My nephew who was out with friends said he strolled through a blustery farmers market this weekend and saw some pots of Wild Garlic Hummus being sold.  I couldn't help but wonder if the source of inspiration came from my humble blog and would this be acknowledged or not. Regardless I am proud to boast that presently my 'Wild Garlic Hummus' recipe ranks as number one, two and three on google.    I am sharing this pungent flowery recipe with Karen at Lavender and Lovage and Kate of What Kate Baked for their Tea Time Treats. The theme this month is Floral Flavours and Flowers.   I do hope my savoury flower submission is accepted with its edible wild garlic flower buds.  I know some days I would prefer a savoury tea time treat as opposed to to a sweet one. What about you?!
Wild Weed and Potato Tortilla
Serves 6 - 8 depending on appetite and cut slices
Ingredients
4 tablespoons olive oil
1 medium onion, sliced
4 - 6 medium potatoes, thinly sliced (preferably with a mandolin)

Salt and pepper to taste

1 tablespoon olive oil
A good handful of each: wild nettle, wild garlic and dandelion leaves, thoroughly rinsed, stalks removed and roughly chopped.
400g cooked chickpeas
6 eggs, beaten

Wild Garlic Flowers for Garnish
Method
Heat oil in a frying pan measuring about 9 inches with high sides.
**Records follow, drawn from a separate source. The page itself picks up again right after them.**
//! Bridge ledger - the lock/attest/release state machine
//!
//! [`Bridge`] owns the chain registry, the swap and redeem ledgers, the
//! attestation verifier and the event log. Every mutating operation runs
//! under one write lock and validates all preconditions before its first
//! effect, so a failed call leaves no trace.
//!
//! Per swap id the lifecycle is `Locked` (on the source ledger) then
//! `Redeemed` (on the destination ledger), with no way back.

mod redeem;
mod swap;

pub use redeem::RedeemLedger;
pub use swap::{compute_swap_id, SwapLedger, SwapRecord};

use crate::attestation::AttestationVerifier;
use crate::chain::ChainRegistry;
use crate::config::BridgeConfig;
use crate::custody::TokenCustody;
use crate::error::{BridgeError, BridgeResult};
use crate::events::{BridgeEvent, EventLog, RecordedEvent};

use ethers::types::{Address, H256, U256};
use std::sync::Arc;
use tokio::sync::{broadcast, RwLock};
use tracing::{error, info, warn};

/// Mutable ledger state, guarded as a unit
struct LedgerState {
    registry: ChainRegistry,
    swaps: SwapLedger,
    redeems: RedeemLedger,
}

/// A single bridge endpoint on one chain
pub struct Bridge {
    /// Identifier of the chain this ledger lives on
    chain_id: u64,
    /// Token whose value is bridged
    token: Address,
    /// Administrator of the chain registry, fixed at construction
    admin: Address,
    verifier: AttestationVerifier,
    custody: Arc<dyn TokenCustody>,
    state: RwLock<LedgerState>,
    events: EventLog,
}

impl Bridge {
    /// Create a bridge with no destination chains enabled
    pub fn new(
        chain_id: u64,
        token: Address,
        validator: Address,
        admin: Address,
        custody: Arc<dyn TokenCustody>,
    ) -> Self {
        Self {
            chain_id,
            token,
            admin,
            verifier: AttestationVerifier::new(validator),
            custody,
            state: RwLock::new(LedgerState {
                registry: ChainRegistry::new(admin),
                swaps: SwapLedger::new(),
                redeems: RedeemLedger::new(),
            }),
            events: EventLog::new(1024),
        }
    }

    /// Create a bridge from configuration, enabling the configured chains
    pub async fn from_config(
        config: &BridgeConfig,
        custody: Arc<dyn TokenCustody>,
    ) -> BridgeResult<Self> {
        let mut bridge = Self::new(
            config.chain_id,
            config.token,
            config.validator,
            config.admin,
            custody,
        );
        bridge.events = EventLog::new(config.event_buffer);

        for &chain_id in &config.enabled_chains {
            bridge.enable_chain(config.admin, chain_id).await?;
        }

        Ok(bridge)
    }

    pub fn chain_id(&self) -> u64 {
        self.chain_id
    }

    pub fn token(&self) -> Address {
        self.token
    }

    pub fn validator(&self) -> Address {
        self.verifier.validator()
    }

    pub fn admin(&self) -> Address {
        self.admin
    }

    /// Lock `amount` from `sender` for release on `dest_chain`.
    ///
    /// Returns the swap id the validator will attest to.
    pub async fn swap(
        &self,
        sender: Address,
        nonce: U256,
        amount: U256,
        dest_chain: u64,
        recipient_hint: Address,
    ) -> BridgeResult<H256> {
        let mut state = self.state.write().await;

        let result = self
            .apply_swap(&mut state, sender, nonce, amount, dest_chain, recipient_hint)
            .await;

        match &result {
            Ok(swap_id) => {
                info!(
                    "Swap 0x{} accepted: {} from {:?} to chain {}",
                    hex::encode(swap_id),
                    amount,
                    sender,
                    dest_chain
                );
                crate::metrics::record_swap(dest_chain);
            }
            Err(e) => {
                if e.should_alert() {
                    error!("Swap from {:?} rejected: {}", sender, e);
                } else {
                    warn!("Swap from {:?} rejected: {}", sender, e);
                }
                crate::metrics::record_rejection("swap", e);
            }
        }

        result
    }

    async fn apply_swap(
        &self,
        state: &mut LedgerState,
        sender: Address,
        nonce: U256,
        amount: U256,
        dest_chain: u64,
        recipient_hint: Address,
    ) -> BridgeResult<H256> {
        if dest_chain == self.chain_id {
            return Err(BridgeError::InvalidDestinationChain {
                chain_id: dest_chain,
            });
        }

        if !state.registry.is_enabled(dest_chain) {
            return Err(BridgeError::ChainNotSupported {
                chain_id: dest_chain,
            });
        }

        state.swaps.check_nonce(sender, nonce)?;

        let balance = self.custody.balance_of(sender).await?;
        if balance < amount {
            return Err(BridgeError::InsufficientBalance {
                account: sender,
                have: balance,
                need: amount,
            });
        }

        // First effect; nothing else is applied if custody refuses
        self.custody.debit(sender, amount).await?;

        let swap_id = compute_swap_id(sender, nonce, self.chain_id, dest_chain);
        state.swaps.insert(SwapRecord {
            swap_id,
            sender,
            nonce,
            amount,
            source_chain: self.chain_id,
            dest_chain,
            recipient_hint,
        });

        self.events.emit(BridgeEvent::Swap {
            swap_id,
            sender,
            amount,
            dest_chain,
            recipient_hint,
        });

        Ok(swap_id)
    }

    /// Release `amount` to `recipient` against a validator attestation.
    ///
    /// The attestation is checked against exactly the supplied triple. The
    /// amount and recipient are not compared with any local swap record and
    /// no local record is required: the swap normally lives on another
    /// chain's ledger.
    pub async fn redeem(
        &self,
        swap_id: H256,
        amount: U256,
        recipient: Address,
        signature: &[u8],
    ) -> BridgeResult<()> {
        let mut state = self.state.write().await;

        let result = self
            .apply_redeem(&mut state, swap_id, amount, recipient, signature)
            .await;

        match &result {
            Ok(()) => {
                info!(
                    "Redeem 0x{} accepted: {} to {:?}",
                    hex::encode(swap_id),
                    amount,
                    recipient
                );
                crate::metrics::record_redeem(self.chain_id);
            }
            Err(e) => {
                // Forged attestations and replayed releases point at a
                // compromised relayer or key
                if e.should_alert() {
                    error!("Redeem 0x{} rejected: {}", hex::encode(swap_id), e);
                } else {
                    warn!("Redeem 0x{} rejected: {}", hex::encode(swap_id), e);
                }
                crate::metrics::record_rejection("redeem", e);
            }
        }

        result
    }

    async fn apply_redeem(
        &self,
        state: &mut LedgerState,
        swap_id: H256,
        amount: U256,
        recipient: Address,
        signature: &[u8],
    ) -> BridgeResult<()> {
        if !self.verifier.verify(swap_id, amount, recipient, signature) {
            return Err(BridgeError::InvalidSignature { swap_id });
        }

        state.redeems.check(&swap_id)?;

        self.custody.credit(recipient, amount).await?;
        state.redeems.mark_redeemed(swap_id);

        self.events.emit(BridgeEvent::Redeem {
            swap_id,
            recipient,
            amount,
        });

        Ok(())
    }

    /// Accept swaps towards `chain_id`. Administrator only, idempotent.
    pub async fn enable_chain(&self, caller: Address, chain_id: u64) -> BridgeResult<()> {
        self.set_chain_status(caller, chain_id, true).await
    }

    /// Stop accepting swaps towards `chain_id`. Administrator only, idempotent.
    pub async fn disable_chain(&self, caller: Address, chain_id: u64) -> BridgeResult<()> {
        self.set_chain_status(caller, chain_id, false).await
    }

    async fn set_chain_status(
        &self,
        caller: Address,
        chain_id: u64,
        enabled: bool,
    ) -> BridgeResult<()> {
        let mut state = self.state.write().await;

        let changed = if enabled {
            state.registry.enable_chain(caller, chain_id)
        } else {
            state.registry.disable_chain(caller, chain_id)
        };

        match changed {
            Ok(true) => {
                info!("Chain {} enabled={}", chain_id, enabled);
                crate::metrics::record_chain_status(chain_id, enabled);
                self.events
                    .emit(BridgeEvent::ChainStatusChanged { chain_id, enabled });
                Ok(())
            }
            Ok(false) => Ok(()),
            Err(e) => {
                warn!("Chain {} status change rejected: {}", chain_id, e);
                crate::metrics::record_rejection("chain_admin", &e);
                Err(e)
            }
        }
    }

    pub async fn is_chain_enabled(&self, chain_id: u64) -> bool {
        self.state.read().await.registry.is_enabled(chain_id)
    }

    pub async fn enabled_chains(&self) -> Vec<u64> {
        self.state.read().await.registry.enabled_chains()
    }

    pub async fn is_nonce_used(&self, sender: Address, nonce: U256) -> bool {
        self.state.read().await.swaps.is_nonce_used(sender, nonce)
    }

    pub async fn is_redeemed(&self, swap_id: H256) -> bool {
        self.state.read().await.redeems.is_redeemed(&swap_id)
    }

    /// Look up a swap accepted by this ledger
    pub async fn swap_record(&self, swap_id: H256) -> Option<SwapRecord> {
        self.state.read().await.swaps.get(&swap_id).cloned()
    }

    /// Custody balance of `account`
    pub async fn balance_of(&self, account: Address) -> BridgeResult<U256> {
        self.custody.balance_of(account).await
    }

    /// Recorded events with `sequence >= from`
    pub fn events(&self, from: u64) -> Vec<RecordedEvent> {
        self.events.since(from)
    }

    /// Subscribe to events emitted from now on
    pub fn subscribe(&self) -> broadcast::Receiver<RecordedEvent> {
        self.events.subscribe()
    }
}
Heat oil, add the onion and cook until soften, then add in the potatoes and cook for about 10 - 15 minutes on medium heat until they are beginning to soften and turn golden, flipping them over now and again. Season with salt and pepper. Tip into a large bowl. In the same pan, heat 1 tablespoon olive oil, then stir in the wild weeds, and cook until wilted. Then tip back in the potatoes, add in the cooked chickpeas and stir well
to distribute the wild weeds, chickpeas and the onion. Adjust seasoning if necessary.
Gently pour in the beaten eggs, reduce the heat and allow to set, this may take a while. When it appears set and no longer soft in the middle. Cover the frying pan with a large plate or lid and invert the potato tortilla over onto the plate or lid. Then gently slide the upturned potato tortilla back into the frying pan. Increase the heat and cook the tortilla for a few more minutes until set and golden. Transfer the Wild Weed and Potato Tortilla onto a large serving plate and serve slices either warm or at room temperature. Garnish each slice with a wild garlic flower bud.  Based on this recipe of mine.

30 comments:

  1. Creating the number one googled recipe! It must feel great! And people copping and selling the recipe on a large scale is even great (although I wish they had given you some credit.)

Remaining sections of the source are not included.